Interior is very nice, Bluetooth is standard, it has SD card slot for music (great idea in my book even if very rarely listen to music in the car), steering wheel is a tad on the light side but has a nice feeling leather on it. Pairing Android phone was a breeze. You get Apple device cable supplied and plug is under the armrest if that happens to be your cup of tea.

Now, about special edition items... (oh my!) 

It has mandatory factory debadge, there's not a single roundel on it. However, I didn't choose optional "stay debadged" so the car came with new badges on it as you can see in the pictures below. A nice suprise is that somebody decided to allow customers to spec MT with diesel engine - definitely the first for BMWNA in this millenium and I thank them very much for it. But a truly BIG surprise is awaiting those who dare to lift trunk mat cover ... I know, hard to believe, but a SPARE TIRE is hiding in there! Yay! Now, having standard go-flat tires on the car is nice gravy, but I wouldn't be so aggravated even if it had run-flats with the engineered space in the trunk for a spare and a spare tire present.

All in all, for $27,300 OTD this is a very nice package and I truly hope I will enjoy it for quite some time to come. One more time, thank you, BMWNA, for giving me an opportunity to get this car in US.


----------



## d geek (Nov 26, 2008)

The attachments (which presumably are your VW tdi ) are not working.


----------



## Axel61 (Mar 10, 2011)

Nice car enjoy it!!


----------



## UncleJ (May 7, 2006)

Attachments worked for me. Nice little Golf -- does it use the urea like the Passat or is it still "pure"? Had me going for a minute though -- thinking how did I miss that new little 118d!:rofl:


----------



## Mark K (Jun 5, 2010)

d geek said:


> The attachments (which presumably are your VW tdi ) are not working.

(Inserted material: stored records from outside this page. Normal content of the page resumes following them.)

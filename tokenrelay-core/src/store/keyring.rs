//! OS keyring backend.

use async_trait::async_trait;
use keyring::Entry;

use super::{Secret, SecretStore, StoreError};

/// Secrets in the platform keyring (Keychain, Secret Service, Credential Manager).
///
/// Every store key becomes one keyring entry with service `service` and the
/// store key as user name.
#[derive(Debug, Clone)]
pub struct KeyringStore {
    service: String,
}

fn backend_error(action: &str, err: keyring::Error) -> StoreError {
    StoreError::BackendError {
        message: format!("keyring {} failed: {}", action, err),
    }
}

impl KeyringStore {
    /// Open the keyring under `service`.
    ///
    /// Fails with [`StoreError::KeyringUnavailable`] unless a test entry can be
    /// written and read back, so a backend that silently drops writes is never
    /// mistaken for persistent storage.
    pub fn try_new(service: &str) -> Result<Self, StoreError> {
        let unavailable = |message: String| StoreError::KeyringUnavailable { message };

        let check = Entry::new(service, "__availability__").map_err(|e| unavailable(e.to_string()))?;
        let marker = format!("{}-{}", std::process::id(), chrono::Utc::now().timestamp_micros());
        check
            .set_password(&marker)
            .map_err(|e| unavailable(format!("write rejected: {}", e)))?;
        let read_back = check.get_password();
        let _ = check.delete_credential();

        match read_back {
            Ok(value) if value == marker => Ok(Self {
                service: service.to_owned(),
            }),
            Ok(_) | Err(keyring::Error::NoEntry) => Err(unavailable(
                "keyring accepted a write but did not keep it".to_string(),
            )),
            Err(e) => Err(unavailable(format!("read rejected: {}", e))),
        }
    }

    pub fn service(&self) -> &str {
        &self.service
    }

    fn entry(&self, key: &str) -> Result<Entry, StoreError> {
        Entry::new(&self.service, key).map_err(|e| backend_error("entry lookup", e))
    }
}

#[async_trait]
impl SecretStore for KeyringStore {
    async fn get(&self, key: &str) -> Result<Option<Secret>, StoreError> {
        match self.entry(key)?.get_password() {
            Ok(value) => Ok(Some(Secret::new(value))),
            Err(keyring::Error::NoEntry) => Ok(None),
            Err(e) => Err(backend_error("read", e)),
        }
    }

    async fn set(&self, key: &str, secret: &Secret) -> Result<(), StoreError> {
        self.entry(key)?
            .set_password(secret.expose())
            .map_err(|e| backend_error("write", e))
    }

    async fn delete(&self, key: &str) -> Result<(), StoreError> {
        match self.entry(key)?.delete_credential() {
            Ok(()) | Err(keyring::Error::NoEntry) => Ok(()),
            Err(e) => Err(backend_error("delete", e)),
        }
    }

    async fn list_keys(&self, _prefix: &str) -> Result<Vec<String>, StoreError> {
        Err(StoreError::BackendError {
            message: "the OS keyring cannot enumerate entries".to_string(),
        })
    }
}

They should be working now. They are pretty bad pics taken with cell phone, but it will rain tonight, so I did it while it was still clean. Presumably it is BMW 118d with VW badges 



Axel61 said:


> Nice car enjoy it!!


Thanks. I hope I will and that it will behave as well as my 2006 Jetta TDI. Zero problems with her (knock on wood).



UncleJ said:


> Attachments worked for me. Nice little Golf -- does it use the urea like the Passat or is it still "pure"? Had me going for a minute though -- thinking how did I miss that new little 118d!:rofl:


No urea, still pure. Well, when need arises, market will fill it. This is my 118d BMWNA SE and I'm sticking to it 

EDIT: his name is Guiness, by the way. My wife wants to paint the roof in cream color :bigpimp: (just kidding)


----------



## Hoooper (Jun 17, 2013)

WTF is going on in this thread?


----------



## AutoUnion (Apr 11, 2005)

Congrats! I love me some VW Golf. Can't wait for the MK7 to come out.


----------



## Zeichen311 (Mar 31, 2011)

:rofl: :bow: Well done, Mark! You had me scratching my head through most of the first paragraph.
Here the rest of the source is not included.